### What you are asked to do:
Line tally for "MemoryDatabase": state how many lines of the entries include it, with no other text.
━━━━━━━━━━━━━━━━━━━━━━━━━━━━━━
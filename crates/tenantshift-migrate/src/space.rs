//! Space-level fan-out over service instances.

use std::sync::Arc;

use tokio_util::sync::CancellationToken;
use tracing::info;

use crate::context::{Location, MigrationContext};
use crate::error::{MigrateError, Result};
use crate::group::TaskGroup;
use crate::instance::{ServiceInstanceExporter, ServiceInstanceImporter};

/// Exports every selected instance of a space.
#[derive(Debug, Clone)]
pub struct SpaceExporter {
    ctx: Arc<MigrationContext>,
    instances: Arc<ServiceInstanceExporter>,
}

impl SpaceExporter {
    /// Exporter over `ctx`.
    pub fn new(ctx: Arc<MigrationContext>) -> Self {
        let instances = Arc::new(ServiceInstanceExporter::new(Arc::clone(&ctx)));
        Self { ctx, instances }
    }

    /// Lists the space's instances and exports them concurrently. A listing
    /// failure fails the space; instance failures are only recorded.
    pub async fn export(&self, location: Location, cancel: &CancellationToken) -> Result<()> {
        let resources = self.ctx.source.list_service_instances(&location.space_guid).await?;
        let selected: Vec<_> = resources
            .into_iter()
            .filter(|r| self.ctx.config.selects_instance(&r.name))
            .collect();
        info!(space = %location, instances = selected.len(), "exporting space");

        let mut group = TaskGroup::new(self.ctx.config.parallelism, cancel);
        let location = Arc::new(location);
        for resource in selected {
            let exporter = Arc::clone(&self.instances);
            let location = Arc::clone(&location);
            group.spawn(async move { exporter.export(&location, resource).await });
        }
        group.wait().await
    }
}

/// Imports every record of an exported space.
#[derive(Debug, Clone)]
pub struct SpaceImporter {
    ctx: Arc<MigrationContext>,
    instances: Arc<ServiceInstanceImporter>,
}

impl SpaceImporter {
    /// Importer over `ctx`.
    pub fn new(ctx: Arc<MigrationContext>) -> Self {
        let instances = Arc::new(ServiceInstanceImporter::new(Arc::clone(&ctx)));
        Self { ctx, instances }
    }

    /// Resolves the org and space on the target by name.
    pub async fn resolve(&self, org: &str, space: &str) -> Result<Location> {
        let target = &self.ctx.target;
        let org_resource = target
            .get_org_by_name(org)
            .await?
            .ok_or_else(|| MigrateError::NotFound(format!("organization {} on target", org)))?;
        let space_resource = target
            .get_space_by_name(&org_resource.guid, space)
            .await?
            .ok_or_else(|| MigrateError::NotFound(format!("space {}/{} on target", org, space)))?;
        Ok(Location::new(org, space, org_resource.guid, space_resource.guid))
    }

    /// Imports the records exported from `org`/`space` into the target space of
    /// the same names.
    pub async fn import(&self, org: &str, space: &str, cancel: &CancellationToken) -> Result<()> {
        let location = Arc::new(self.resolve(org, space).await?);
        let records = self.ctx.marshaller.list_instances(org, space)?;
        info!(space = %location, records = records.len(), "importing space");

        let mut group = TaskGroup::new(self.ctx.config.parallelism, cancel);
        for path in records {
            let importer = Arc::clone(&self.instances);
            let location = Arc::clone(&location);
            group.spawn(async move { importer.import(&location, &path).await });
        }
        group.wait().await
    }
}
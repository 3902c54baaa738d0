//! In-memory scripted [`Database`] for tests. Records every statement, begin,
//! commit and rollback so tests can assert on exactly what reached the database.

use std::collections::{HashMap, HashSet};
use std::sync::Arc;

use async_trait::async_trait;
use parking_lot::Mutex;

use crate::db::{Database, DbTransaction, SqlRow, SqlValue};
use crate::error::{Result, StoreError};

/// A statement as it reached the database.
#[derive(Debug, Clone, PartialEq, Eq)]
pub struct RecordedStatement {
    /// SQL text
    pub sql: String,
    /// Bound parameters
    pub args: Vec<SqlValue>,
    /// Whether it ran inside a transaction
    pub in_transaction: bool,
}

#[derive(Debug, Default)]
struct State {
    ids: HashMap<(String, String), i64>,
    salts: HashMap<String, String>,
    shares: HashSet<(String, String)>,
    credentials: HashMap<String, (Option<String>, String)>,
    affected: HashMap<String, u64>,
    fail_on: Option<String>,
    fail_rollback: bool,
    statements: Vec<RecordedStatement>,
    begins: usize,
    commits: usize,
    rollbacks: usize,
}

/// Scripted in-memory database.
#[derive(Debug, Clone, Default)]
pub struct MemoryDatabase {
    state: Arc<Mutex<State>>,
}

impl MemoryDatabase {
    /// Creates an empty database: every id lookup misses, no salts, no shares.
    pub fn new() -> Self {
        Self::default()
    }

    /// Makes `SELECT id FROM <table> WHERE guid=?` return `id` for `guid`.
    pub fn with_id(self, table: &str, guid: &str, id: i64) -> Self {
        self.state
            .lock()
            .ids
            .insert((table.to_string(), guid.to_string()), id);
        self
    }

    /// Makes the salt lookup for `table` return `salt`.
    pub fn with_salt(self, table: &str, salt: &str) -> Self {
        self.state
            .lock()
            .salts
            .insert(table.to_string(), salt.to_string());
        self
    }

    /// Marks an instance as shared into a space.
    pub fn with_share(self, instance_guid: &str, target_space_guid: &str) -> Self {
        self.state
            .lock()
            .shares
            .insert((instance_guid.to_string(), target_space_guid.to_string()));
        self
    }

    /// Stores an encrypted credentials column for an instance.
    pub fn with_instance_credentials(self, guid: &str, ciphertext: Option<&str>, salt: &str) -> Self {
        self.state.lock().credentials.insert(
            guid.to_string(),
            (ciphertext.map(str::to_string), salt.to_string()),
        );
        self
    }

    /// Rows affected reported for statements starting with `sql_prefix` (default 1).
    pub fn with_rows_affected(self, sql_prefix: &str, rows: u64) -> Self {
        self.state
            .lock()
            .affected
            .insert(sql_prefix.to_string(), rows);
        self
    }

    /// Fails any executed statement containing `needle`.
    pub fn failing_on(self, needle: &str) -> Self {
        self.state.lock().fail_on = Some(needle.to_string());
        self
    }

    /// Makes every rollback fail.
    pub fn failing_rollback(self) -> Self {
        self.state.lock().fail_rollback = true;
        self
    }

    /// All statements in execution order.
    pub fn statements(&self) -> Vec<RecordedStatement> {
        self.state.lock().statements.clone()
    }

    /// Executed statements starting with `prefix`.
    pub fn statements_starting_with(&self, prefix: &str) -> Vec<RecordedStatement> {
        self.statements()
            .into_iter()
            .filter(|s| s.sql.starts_with(prefix))
            .collect()
    }

    /// Number of transactions opened.
    pub fn begins(&self) -> usize {
        self.state.lock().begins
    }

    /// Number of commits.
    pub fn commits(&self) -> usize {
        self.state.lock().commits
    }

    /// Number of rollbacks.
    pub fn rollbacks(&self) -> usize {
        self.state.lock().rollbacks
    }

    fn run_query(&self, sql: &str, args: &[SqlValue], in_transaction: bool) -> Result<Vec<SqlRow>> {
        let mut state = self.state.lock();
        state.statements.push(RecordedStatement {
            sql: sql.to_string(),
            args: args.to_vec(),
            in_transaction,
        });

        let text = |i: usize| args.get(i).and_then(SqlValue::as_str).unwrap_or_default().to_string();

        if let Some(rest) = sql.strip_prefix("SELECT id FROM ") {
            let table = rest.split_whitespace().next().unwrap_or_default().to_string();
            return Ok(state
                .ids
                .get(&(table, text(0)))
                .map(|id| vec![vec![SqlValue::Int(*id)]])
                .unwrap_or_default());
        }
        if let Some(rest) = sql.strip_prefix("SELECT salt FROM ") {
            let table = rest.split_whitespace().next().unwrap_or_default();
            return Ok(state
                .salts
                .get(table)
                .map(|salt| vec![vec![SqlValue::Text(salt.clone())]])
                .unwrap_or_default());
        }
        if sql.contains("FROM service_instance_shares") {
            let key = (text(0), text(1));
            return Ok(if state.shares.contains(&key) {
                vec![vec![SqlValue::Text(key.0), SqlValue::Text(key.1)]]
            } else {
                Vec::new()
            });
        }
        if sql.starts_with("SELECT credentials, salt FROM service_instances") {
            return Ok(state
                .credentials
                .get(&text(0))
                .map(|(c, s)| vec![vec![c.clone().into(), SqlValue::Text(s.clone())]])
                .unwrap_or_default());
        }
        Err(StoreError::Backend(format!("unscripted query: {}", sql)))
    }

    fn run_execute(&self, sql: &str, args: &[SqlValue], in_transaction: bool) -> Result<u64> {
        let mut state = self.state.lock();
        if let Some(needle) = &state.fail_on {
            if sql.contains(needle.as_str()) {
                return Err(StoreError::Backend(format!("injected failure on {}", needle)));
            }
        }
        state.statements.push(RecordedStatement {
            sql: sql.to_string(),
            args: args.to_vec(),
            in_transaction,
        });
        Ok(state
            .affected
            .iter()
            .find(|(prefix, _)| sql.starts_with(prefix.as_str()))
            .map(|(_, rows)| *rows)
            .unwrap_or(1))
    }
}

#[async_trait]
impl Database for MemoryDatabase {
    async fn query(&self, sql: &str, args: &[SqlValue]) -> Result<Vec<SqlRow>> {
        self.run_query(sql, args, false)
    }

    async fn execute(&self, sql: &str, args: &[SqlValue]) -> Result<u64> {
        self.run_execute(sql, args, false)
    }

    async fn begin(&self) -> Result<Box<dyn DbTransaction>> {
        self.state.lock().begins += 1;
        Ok(Box::new(MemoryTransaction { db: self.clone() }))
    }
}

struct MemoryTransaction {
    db: MemoryDatabase,
}

#[async_trait]
impl DbTransaction for MemoryTransaction {
    async fn query(&mut self, sql: &str, args: &[SqlValue]) -> Result<Vec<SqlRow>> {
        self.db.run_query(sql, args, true)
    }

    async fn execute(&mut self, sql: &str, args: &[SqlValue]) -> Result<u64> {
        self.db.run_execute(sql, args, true)
    }

    async fn commit(self: Box<Self>) -> Result<()> {
        self.db.state.lock().commits += 1;
        Ok(())
    }

    async fn rollback(self: Box<Self>) -> Result<()> {
        let mut state = self.db.state.lock();
        state.rollbacks += 1;
        if state.fail_rollback {
            return Err(StoreError::Backend("rollback failed".into()));
        }
        Ok(())
    }
}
━━━━━━━━━━━━━━━━━━━━━━━━━━━━━━
### Your solution:
4